-- Data extracts --
--- START ---

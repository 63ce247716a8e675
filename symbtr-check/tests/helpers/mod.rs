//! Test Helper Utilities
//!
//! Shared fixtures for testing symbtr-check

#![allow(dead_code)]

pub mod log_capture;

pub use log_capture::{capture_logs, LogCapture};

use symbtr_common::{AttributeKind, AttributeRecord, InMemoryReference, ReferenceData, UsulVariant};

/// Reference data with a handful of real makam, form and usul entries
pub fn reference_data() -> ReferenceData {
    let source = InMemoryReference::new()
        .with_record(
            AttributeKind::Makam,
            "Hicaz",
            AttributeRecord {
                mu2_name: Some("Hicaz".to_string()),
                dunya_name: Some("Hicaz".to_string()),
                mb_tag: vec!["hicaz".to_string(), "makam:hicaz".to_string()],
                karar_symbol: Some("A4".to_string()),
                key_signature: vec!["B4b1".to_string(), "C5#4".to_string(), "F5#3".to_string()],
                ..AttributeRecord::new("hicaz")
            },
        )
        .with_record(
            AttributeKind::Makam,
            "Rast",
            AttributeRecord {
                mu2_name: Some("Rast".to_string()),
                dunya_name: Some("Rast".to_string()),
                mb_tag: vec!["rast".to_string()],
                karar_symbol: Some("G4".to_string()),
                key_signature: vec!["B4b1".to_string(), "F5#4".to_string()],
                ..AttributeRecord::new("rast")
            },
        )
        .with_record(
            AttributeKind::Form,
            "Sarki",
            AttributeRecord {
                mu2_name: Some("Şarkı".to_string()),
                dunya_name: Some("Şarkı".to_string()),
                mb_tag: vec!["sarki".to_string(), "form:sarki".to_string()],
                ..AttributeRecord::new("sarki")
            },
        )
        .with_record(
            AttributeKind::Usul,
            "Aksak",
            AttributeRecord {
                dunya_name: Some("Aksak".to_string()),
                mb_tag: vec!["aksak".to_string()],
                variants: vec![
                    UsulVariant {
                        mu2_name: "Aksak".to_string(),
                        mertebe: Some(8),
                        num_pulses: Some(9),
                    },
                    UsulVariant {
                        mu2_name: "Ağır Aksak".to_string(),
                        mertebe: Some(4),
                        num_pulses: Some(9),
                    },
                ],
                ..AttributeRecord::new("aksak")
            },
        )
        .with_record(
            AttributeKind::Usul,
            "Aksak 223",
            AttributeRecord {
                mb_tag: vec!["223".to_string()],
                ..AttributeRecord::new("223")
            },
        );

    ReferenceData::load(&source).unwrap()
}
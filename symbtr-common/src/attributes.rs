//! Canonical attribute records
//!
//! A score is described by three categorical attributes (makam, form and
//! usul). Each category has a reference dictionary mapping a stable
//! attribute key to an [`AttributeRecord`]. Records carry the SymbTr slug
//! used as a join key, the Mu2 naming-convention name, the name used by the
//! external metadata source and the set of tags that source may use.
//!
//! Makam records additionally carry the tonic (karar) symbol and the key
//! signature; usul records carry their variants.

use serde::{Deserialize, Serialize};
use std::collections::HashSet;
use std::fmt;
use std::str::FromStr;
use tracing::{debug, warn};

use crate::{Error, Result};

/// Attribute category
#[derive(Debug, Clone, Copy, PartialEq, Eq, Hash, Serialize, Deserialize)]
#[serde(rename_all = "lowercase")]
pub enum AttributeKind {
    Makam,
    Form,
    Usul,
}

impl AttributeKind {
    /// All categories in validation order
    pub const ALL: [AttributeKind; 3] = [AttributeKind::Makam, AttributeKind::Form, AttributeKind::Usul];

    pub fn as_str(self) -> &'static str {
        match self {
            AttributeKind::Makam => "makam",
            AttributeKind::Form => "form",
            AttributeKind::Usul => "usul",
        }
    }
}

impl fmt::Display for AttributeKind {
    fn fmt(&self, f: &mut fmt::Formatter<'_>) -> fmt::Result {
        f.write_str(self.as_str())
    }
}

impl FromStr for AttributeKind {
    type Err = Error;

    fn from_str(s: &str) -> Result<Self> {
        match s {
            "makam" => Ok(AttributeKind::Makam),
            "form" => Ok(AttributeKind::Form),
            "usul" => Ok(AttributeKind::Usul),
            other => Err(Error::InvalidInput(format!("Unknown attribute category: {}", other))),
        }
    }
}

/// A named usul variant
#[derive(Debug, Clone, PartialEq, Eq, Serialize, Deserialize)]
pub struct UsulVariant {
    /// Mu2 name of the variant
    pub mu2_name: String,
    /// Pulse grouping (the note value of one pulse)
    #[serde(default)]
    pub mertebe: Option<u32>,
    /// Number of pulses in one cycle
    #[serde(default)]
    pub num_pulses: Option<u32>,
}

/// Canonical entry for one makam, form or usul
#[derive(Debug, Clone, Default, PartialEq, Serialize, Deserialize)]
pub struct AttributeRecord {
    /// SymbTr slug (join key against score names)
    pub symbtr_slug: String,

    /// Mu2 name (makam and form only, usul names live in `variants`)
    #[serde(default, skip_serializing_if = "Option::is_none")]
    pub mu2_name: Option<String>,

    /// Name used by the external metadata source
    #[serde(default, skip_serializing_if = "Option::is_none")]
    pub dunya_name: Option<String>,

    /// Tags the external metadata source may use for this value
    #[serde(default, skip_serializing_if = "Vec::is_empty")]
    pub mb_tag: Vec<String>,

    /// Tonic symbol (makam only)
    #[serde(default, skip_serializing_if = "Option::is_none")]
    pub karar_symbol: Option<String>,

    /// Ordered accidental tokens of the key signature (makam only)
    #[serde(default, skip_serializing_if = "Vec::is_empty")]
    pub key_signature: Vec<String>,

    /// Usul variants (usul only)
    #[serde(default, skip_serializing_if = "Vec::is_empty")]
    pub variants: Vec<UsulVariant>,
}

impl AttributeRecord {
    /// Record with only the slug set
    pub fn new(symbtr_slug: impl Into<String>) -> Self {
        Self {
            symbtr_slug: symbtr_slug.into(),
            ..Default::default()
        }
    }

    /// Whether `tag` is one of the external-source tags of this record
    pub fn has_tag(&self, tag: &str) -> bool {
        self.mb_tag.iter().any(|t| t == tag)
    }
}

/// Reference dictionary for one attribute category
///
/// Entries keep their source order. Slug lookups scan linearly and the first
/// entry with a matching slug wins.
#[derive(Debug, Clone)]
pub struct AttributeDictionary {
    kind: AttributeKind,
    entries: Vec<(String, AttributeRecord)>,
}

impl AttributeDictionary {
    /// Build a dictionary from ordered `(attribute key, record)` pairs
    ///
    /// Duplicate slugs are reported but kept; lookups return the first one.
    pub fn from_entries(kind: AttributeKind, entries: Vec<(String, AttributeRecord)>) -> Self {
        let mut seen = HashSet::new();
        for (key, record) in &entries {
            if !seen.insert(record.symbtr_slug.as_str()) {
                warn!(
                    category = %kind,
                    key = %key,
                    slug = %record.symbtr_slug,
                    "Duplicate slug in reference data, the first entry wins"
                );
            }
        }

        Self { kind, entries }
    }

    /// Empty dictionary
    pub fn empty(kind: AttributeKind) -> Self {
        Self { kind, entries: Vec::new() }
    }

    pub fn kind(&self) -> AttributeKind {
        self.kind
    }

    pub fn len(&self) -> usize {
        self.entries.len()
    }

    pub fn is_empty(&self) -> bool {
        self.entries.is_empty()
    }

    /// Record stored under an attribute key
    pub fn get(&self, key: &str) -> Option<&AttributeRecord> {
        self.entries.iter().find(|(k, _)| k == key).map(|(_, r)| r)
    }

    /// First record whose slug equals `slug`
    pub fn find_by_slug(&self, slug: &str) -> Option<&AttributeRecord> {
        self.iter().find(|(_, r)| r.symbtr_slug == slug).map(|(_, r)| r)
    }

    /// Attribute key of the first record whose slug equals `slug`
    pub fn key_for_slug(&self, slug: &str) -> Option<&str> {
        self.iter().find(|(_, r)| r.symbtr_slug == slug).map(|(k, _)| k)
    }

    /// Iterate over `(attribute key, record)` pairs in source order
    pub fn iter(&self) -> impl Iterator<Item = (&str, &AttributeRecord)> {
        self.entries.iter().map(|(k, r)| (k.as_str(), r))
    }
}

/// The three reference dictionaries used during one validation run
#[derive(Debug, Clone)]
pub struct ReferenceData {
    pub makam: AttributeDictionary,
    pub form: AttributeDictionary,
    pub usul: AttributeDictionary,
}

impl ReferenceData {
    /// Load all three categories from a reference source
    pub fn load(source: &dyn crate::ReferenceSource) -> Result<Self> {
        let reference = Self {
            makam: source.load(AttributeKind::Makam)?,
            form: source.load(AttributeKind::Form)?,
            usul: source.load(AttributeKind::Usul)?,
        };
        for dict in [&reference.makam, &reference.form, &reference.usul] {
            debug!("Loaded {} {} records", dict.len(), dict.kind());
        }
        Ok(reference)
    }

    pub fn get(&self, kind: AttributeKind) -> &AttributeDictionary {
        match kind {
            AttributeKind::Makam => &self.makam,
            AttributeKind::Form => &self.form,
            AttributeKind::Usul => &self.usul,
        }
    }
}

--- END ---
--- START ---

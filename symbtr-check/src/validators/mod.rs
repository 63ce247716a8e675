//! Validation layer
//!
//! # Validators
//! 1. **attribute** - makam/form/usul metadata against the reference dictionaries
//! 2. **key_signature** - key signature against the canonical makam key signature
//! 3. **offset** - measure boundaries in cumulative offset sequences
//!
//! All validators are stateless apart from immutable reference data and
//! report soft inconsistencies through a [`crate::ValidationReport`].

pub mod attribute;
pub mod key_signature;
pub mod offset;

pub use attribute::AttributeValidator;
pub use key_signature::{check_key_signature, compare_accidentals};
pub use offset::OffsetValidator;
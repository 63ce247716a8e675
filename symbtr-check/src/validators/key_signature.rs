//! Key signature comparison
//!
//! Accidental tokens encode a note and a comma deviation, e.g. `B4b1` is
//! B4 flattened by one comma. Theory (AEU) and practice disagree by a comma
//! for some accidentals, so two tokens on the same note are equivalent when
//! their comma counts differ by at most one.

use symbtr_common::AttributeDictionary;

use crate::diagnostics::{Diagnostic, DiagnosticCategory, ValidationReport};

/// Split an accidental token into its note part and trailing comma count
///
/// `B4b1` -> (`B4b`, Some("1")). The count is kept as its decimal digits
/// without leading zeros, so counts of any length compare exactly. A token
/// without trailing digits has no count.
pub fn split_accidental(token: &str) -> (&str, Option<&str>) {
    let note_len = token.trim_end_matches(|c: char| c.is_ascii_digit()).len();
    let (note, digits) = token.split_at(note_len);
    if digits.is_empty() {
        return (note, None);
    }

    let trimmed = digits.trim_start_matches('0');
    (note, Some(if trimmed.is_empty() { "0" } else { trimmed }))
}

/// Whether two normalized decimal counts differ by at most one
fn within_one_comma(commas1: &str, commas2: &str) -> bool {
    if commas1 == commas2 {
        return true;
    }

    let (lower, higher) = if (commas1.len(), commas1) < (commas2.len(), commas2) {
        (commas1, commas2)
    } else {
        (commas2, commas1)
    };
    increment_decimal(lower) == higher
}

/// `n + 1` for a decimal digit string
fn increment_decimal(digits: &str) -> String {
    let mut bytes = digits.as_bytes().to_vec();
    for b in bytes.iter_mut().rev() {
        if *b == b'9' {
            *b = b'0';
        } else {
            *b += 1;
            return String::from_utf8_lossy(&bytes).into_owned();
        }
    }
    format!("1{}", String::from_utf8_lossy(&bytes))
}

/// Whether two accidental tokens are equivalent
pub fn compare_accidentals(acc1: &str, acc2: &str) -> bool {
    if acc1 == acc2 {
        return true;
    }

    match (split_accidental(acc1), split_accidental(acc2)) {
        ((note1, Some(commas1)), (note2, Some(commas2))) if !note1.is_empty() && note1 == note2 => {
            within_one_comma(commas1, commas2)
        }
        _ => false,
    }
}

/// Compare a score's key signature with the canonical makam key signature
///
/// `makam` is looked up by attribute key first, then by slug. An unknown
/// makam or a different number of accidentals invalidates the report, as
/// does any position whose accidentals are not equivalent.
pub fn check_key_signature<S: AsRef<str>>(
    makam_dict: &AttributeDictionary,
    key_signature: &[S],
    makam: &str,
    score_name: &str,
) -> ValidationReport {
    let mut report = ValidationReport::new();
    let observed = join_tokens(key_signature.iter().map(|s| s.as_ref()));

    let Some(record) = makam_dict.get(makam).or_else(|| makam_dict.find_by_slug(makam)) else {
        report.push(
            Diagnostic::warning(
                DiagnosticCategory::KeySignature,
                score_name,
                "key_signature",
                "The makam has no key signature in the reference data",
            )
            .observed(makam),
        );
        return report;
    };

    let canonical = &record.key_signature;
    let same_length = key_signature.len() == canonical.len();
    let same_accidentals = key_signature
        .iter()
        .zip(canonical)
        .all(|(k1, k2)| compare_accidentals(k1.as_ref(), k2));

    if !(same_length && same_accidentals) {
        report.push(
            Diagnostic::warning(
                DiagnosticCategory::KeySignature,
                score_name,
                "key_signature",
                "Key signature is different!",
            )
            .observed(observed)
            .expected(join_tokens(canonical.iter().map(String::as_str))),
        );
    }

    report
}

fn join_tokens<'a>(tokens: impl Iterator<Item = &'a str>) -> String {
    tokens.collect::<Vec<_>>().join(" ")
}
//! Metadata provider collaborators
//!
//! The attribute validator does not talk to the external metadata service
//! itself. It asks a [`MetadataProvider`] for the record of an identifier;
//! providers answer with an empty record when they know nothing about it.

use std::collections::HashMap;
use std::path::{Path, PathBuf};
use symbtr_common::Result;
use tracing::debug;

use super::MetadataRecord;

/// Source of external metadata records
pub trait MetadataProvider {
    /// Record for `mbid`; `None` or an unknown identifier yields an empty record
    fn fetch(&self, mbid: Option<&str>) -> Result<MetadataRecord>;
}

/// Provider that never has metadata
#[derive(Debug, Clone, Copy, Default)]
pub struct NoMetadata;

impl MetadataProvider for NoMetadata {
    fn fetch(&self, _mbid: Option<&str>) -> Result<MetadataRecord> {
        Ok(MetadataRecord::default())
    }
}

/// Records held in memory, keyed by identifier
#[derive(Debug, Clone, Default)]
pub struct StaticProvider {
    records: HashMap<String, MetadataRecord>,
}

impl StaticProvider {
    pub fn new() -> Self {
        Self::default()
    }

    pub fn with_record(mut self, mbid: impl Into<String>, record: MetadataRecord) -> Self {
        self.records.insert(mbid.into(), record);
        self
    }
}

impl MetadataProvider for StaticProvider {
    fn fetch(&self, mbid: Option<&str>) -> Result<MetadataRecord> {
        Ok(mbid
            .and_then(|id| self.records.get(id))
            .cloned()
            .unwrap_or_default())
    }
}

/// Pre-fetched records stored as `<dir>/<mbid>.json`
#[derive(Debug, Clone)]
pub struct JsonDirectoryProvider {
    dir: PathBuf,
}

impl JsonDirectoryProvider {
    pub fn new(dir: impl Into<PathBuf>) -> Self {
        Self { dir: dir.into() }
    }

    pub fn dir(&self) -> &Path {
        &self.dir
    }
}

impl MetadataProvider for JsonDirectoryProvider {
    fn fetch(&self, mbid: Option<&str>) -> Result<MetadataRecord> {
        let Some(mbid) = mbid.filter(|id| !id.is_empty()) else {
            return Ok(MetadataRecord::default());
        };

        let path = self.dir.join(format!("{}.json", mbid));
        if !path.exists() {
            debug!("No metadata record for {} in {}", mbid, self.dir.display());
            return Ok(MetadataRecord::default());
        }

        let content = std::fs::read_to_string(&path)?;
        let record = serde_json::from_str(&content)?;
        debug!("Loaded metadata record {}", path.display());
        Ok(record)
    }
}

--- END ---

For every line in the listing above that contains "filename", copy that line.

-- Expected answer --
filename symbtr-check/tests/helpers/mod.rs
filename symbtr-common/src/attributes.rs
filename symbtr-check/src/validators/mod.rs
filename symbtr-check/src/validators/key_signature.rs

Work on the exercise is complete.